= Sital Kumar Sardar =

Indian politician (1942–2025)

Sital Kumar Sardar (1942 – 12 November 2025) was an Indian politician from West Bengal. He was a five time consecutive member of the West Bengal Legislative Assembly from Sankrail Assembly constituency, which is reserved for Scheduled Caste community, in Howrah district. He first won the 1996 West Bengal Legislative Assembly election representing the Indian National Congress and went on to win four more times till 2016 on All India Trinamool Congress ticket.

== Background ==
Sardar was born in 1942, and came from Sankrail, Howrah district, West Bengal. He was the son of late Khandu Charan Sardar. Sardar studied Class 12 at Shibpur Dinabandhu Institution, in the then Calcutta in 1961. Prior to this, he was schooled at New Andul High School and passed the board examinations in 1959.

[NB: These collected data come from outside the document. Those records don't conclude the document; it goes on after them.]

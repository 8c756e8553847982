//! Appearance catalog: the named presets a taskbar can be switched between.

/// Compositing mode requested for a taskbar surface.
#[derive(Debug, Clone, Copy, PartialEq, Eq, Hash)]
pub enum BlurMode {
    /// Stock shell rendering; nothing is forced on the surface.
    Disabled,
    /// Solid fill with the preset color.
    Opaque,
    /// Tinted, no blur.
    Clear,
    /// Classic blur-behind.
    Enabled,
    /// Acrylic blur. Rejects a fully transparent tint.
    Fluent,
    /// Acrylic driven by the system backdrop. Same alpha restriction as `Fluent`.
    AcrylicSystemBackdrop,
}

impl BlurMode {
    pub fn parse(value: &str) -> Option<Self> {
        match value.trim().to_lowercase().as_str() {
            "normal" | "disabled" | "default" | "off" => Some(Self::Disabled),
            "opaque" | "solid" => Some(Self::Opaque),
            "clear" | "transparent" | "tint" => Some(Self::Clear),
            "blur" | "enabled" | "on" => Some(Self::Enabled),
            "fluent" | "acrylic" => Some(Self::Fluent),
            "backdrop" | "acrylic-system-backdrop" | "acrylic_system_backdrop" | "system-backdrop" => {
                Some(Self::AcrylicSystemBackdrop)
            }
            _ => None,
        }
    }

    pub fn is_normal(self) -> bool {
        self == Self::Disabled
    }

    /// Modes whose compositor path ignores a tint whose alpha is exactly zero.
    pub fn rejects_zero_alpha(self) -> bool {
        matches!(self, Self::Fluent | Self::AcrylicSystemBackdrop)
    }

    /// Value of the `ACCENT_STATE` field passed to the composition attribute call.
    pub fn accent_state(self) -> u32 {
        match self {
            Self::Disabled => 0,
            Self::Opaque => 1,
            Self::Clear => 2,
            Self::Enabled => 3,
            Self::Fluent => 4,
            Self::AcrylicSystemBackdrop => 5,
        }
    }
}

/// Immutable (mode, ARGB color) pair.
#[derive(Debug, Clone, Copy, PartialEq, Eq)]
pub struct Appearance {
    pub mode: BlurMode,
    pub color: u32,
}

impl Appearance {
    pub const NORMAL: Appearance = Appearance {
        mode: BlurMode::Disabled,
        color: 0,
    };

    pub const fn new(mode: BlurMode, color: u32) -> Self {
        Self { mode, color }
    }
}

/// Name of a catalog entry. The registry stores this instead of a copy of
/// the appearance, so a configuration change is picked up on the next apply.
#[derive(Debug, Clone, Copy, PartialEq, Eq, Hash, PartialOrd, Ord)]
pub enum Preset {
    Regular,
    Maximised,
    Start,
    Cortana,
    Timeline,
    Peek,
}

impl Preset {
    pub fn name(self) -> &'static str {
        match self {
            Self::Regular => "regular",
            Self::Maximised => "maximised",
            Self::Start => "start",
            Self::Cortana => "cortana",
            Self::Timeline => "timeline",
            Self::Peek => "peek",
        }
    }
}

#[derive(Debug, Clone, PartialEq, Eq)]
pub struct AppearanceCatalog {
    pub regular: Appearance,
    pub maximised: Appearance,
    pub start: Appearance,
    pub cortana: Appearance,
    pub timeline: Appearance,
    /// Optional override used while peek forces the taskbar back to regular.
    pub peek: Option<Appearance>,
}

impl Default for AppearanceCatalog {
    fn default() -> Self {
        Self {
            regular: Appearance::new(BlurMode::Clear, 0x0000_0000),
            maximised: Appearance::new(BlurMode::Enabled, 0xAA00_0000),
            start: Appearance::NORMAL,
            cortana: Appearance::NORMAL,
            timeline: Appearance::NORMAL,
            peek: None,
        }
    }
}

impl AppearanceCatalog {
    /// Resolves a preset. `Peek` without an override falls back to `Regular`.
    pub fn get(&self, preset: Preset) -> &Appearance {
        match preset {
            Preset::Regular => &self.regular,
            Preset::Maximised => &self.maximised,
            Preset::Start => &self.start,
            Preset::Cortana => &self.cortana,
            Preset::Timeline => &self.timeline,
            Preset::Peek => self.peek.as_ref().unwrap_or(&self.regular),
        }
    }

    /// Preset the peek rule should assign: the override when configured,
    /// otherwise plain `Regular`.
    pub fn peek_preset(&self) -> Preset {
        if self.peek.is_some() {
            Preset::Peek
        } else {
            Preset::Regular
        }
    }
}

/// Parses `#RRGGBB` (opaque) or `#AARRGGBB`; the leading `#` or `0x` is optional.
pub fn parse_color(value: &str) -> Option<u32> {
    let trimmed = value.trim();
    let hex = trimmed
        .strip_prefix('#')
        .or_else(|| trimmed.strip_prefix("0x"))
        .or_else(|| trimmed.strip_prefix("0X"))
        .unwrap_or(trimmed);

    let parsed = u32::from_str_radix(hex, 16).ok()?;
    match hex.len() {
        6 => Some(0xFF00_0000 | parsed),
        8 => Some(parsed),
        _ => None,
    }
}

#[cfg(test)]
mod tests {
    use super::*;

    #[test]
    fn parses_short_and_long_colors() {
        assert_eq!(parse_color("#112233"), Some(0xFF11_2233));
        assert_eq!(parse_color("#80112233"), Some(0x8011_2233));
        assert_eq!(parse_color("0x00000000"), Some(0));
        assert_eq!(parse_color("#12345"), None);
        assert_eq!(parse_color("#GG0000"), None);
    }

    #[test]
    fn parses_mode_aliases() {
        assert_eq!(BlurMode::parse("Normal"), Some(BlurMode::Disabled));
        assert_eq!(BlurMode::parse("acrylic"), Some(BlurMode::Fluent));
        assert_eq!(BlurMode::parse(" blur "), Some(BlurMode::Enabled));
        assert_eq!(BlurMode::parse("backdrop"), Some(BlurMode::AcrylicSystemBackdrop));
        assert_eq!(BlurMode::parse("sparkles"), None);
    }

    #[test]
    fn peek_without_override_resolves_to_regular() {
        let mut catalog = AppearanceCatalog::default();
        assert_eq!(catalog.peek_preset(), Preset::Regular);
        assert_eq!(catalog.get(Preset::Peek), &catalog.regular);

        catalog.peek = Some(Appearance::new(BlurMode::Opaque, 0xFF10_2030));
        assert_eq!(catalog.peek_preset(), Preset::Peek);
        assert_eq!(catalog.get(Preset::Peek).color, 0xFF10_2030);
    }
}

Sardar died on 12 November 2025, at the age of 83.

== Career ==
Sardar first became an MLA from Sankrail Assembly constituency representing the Indian National Congress, winning the 1996 West Bengal Legislative Assembly election. Then he shifted to the All India Trinamool Congress and won the seat for another consecutive four terms. He won in 2001, 2006, 2011 and 2016 on Trinamool Congress ticket. In the 2016 West Bengal Legislative Assembly election, he polled 86,212 votes and defeated his nearest rival, Samir Malick of the Communist Party of India (Marxist), by a margin of 14,757 votes. In 2011, he polled 88,029 votes and defeated his closest rival, Anirban Hazra, also from the Communist Party of India (Marxist), by a margin of 17,857 votes.